(Records excerpted from a collection)
● ● ● ● ●

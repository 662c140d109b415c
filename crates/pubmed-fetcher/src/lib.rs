//! PubMed fetcher
//!
//! Searches PubMed through the NCBI E-utilities API, flags authors whose
//! affiliations look non-academic (no university/college/institute keywords),
//! extracts a corresponding-author email from the correspondence text, and
//! writes one CSV row per paper.
//!
//! The whole system is a single linear pipeline: search → fetch summaries →
//! classify/extract → serialize. Remote failures degrade to empty results
//! rather than aborting the run.
//!
//! # Example
//!
//! ```no_run
//! use pubmed_fetcher::{Config, EntrezClient, pipeline};
//!
//! #[tokio::main]
//! async fn main() -> anyhow::Result<()> {
//!     let client = EntrezClient::new(Config::from_env())?;
//!     pipeline::run(&client, "cancer treatment", "papers.csv".as_ref()).await;
//!     Ok(())
//! }
//! ```

pub mod client;
pub mod config;
pub mod error;
pub mod models;
pub mod pipeline;
pub mod report;
pub mod screen;

pub use client::EntrezClient;
pub use config::Config;
pub use error::ClientError;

● ● ● ● ●

» Assignment
Return all the data above, unaltered and complete.

» Exercise response
repository 662c140d109b415c
filename crates/pubmed-fetcher/src/lib.rs
//! PubMed fetcher
//!
//! Searches PubMed through the NCBI E-utilities API, flags authors whose
//! affiliations look non-academic (no university/college/institute keywords),
//! extracts a corresponding-author email from the correspondence text, and
//! writes one CSV row per paper.
//!
//! The whole system is a single linear pipeline: search → fetch summaries →
//! classify/extract → serialize. Remote failures degrade to empty results
//! rather than aborting the run.
//!
//! # Example
//!
//! ```no_run
//! use pubmed_fetcher::{Config, EntrezClient, pipeline};
//!
//! #[tokio::main]
//! async fn main() -> anyhow::Result<()> {
//!     let client = EntrezClient::new(Config::from_env())?;
//!     pipeline::run(&client, "cancer treatment", "papers.csv".as_ref()).await;
//!     Ok(())
//! }
//! ```

pub mod client;
pub mod config;
pub mod error;
pub mod models;
pub mod pipeline;
pub mod report;
pub mod screen;

pub use client::EntrezClient;
pub use config::Config;
pub use error::ClientError;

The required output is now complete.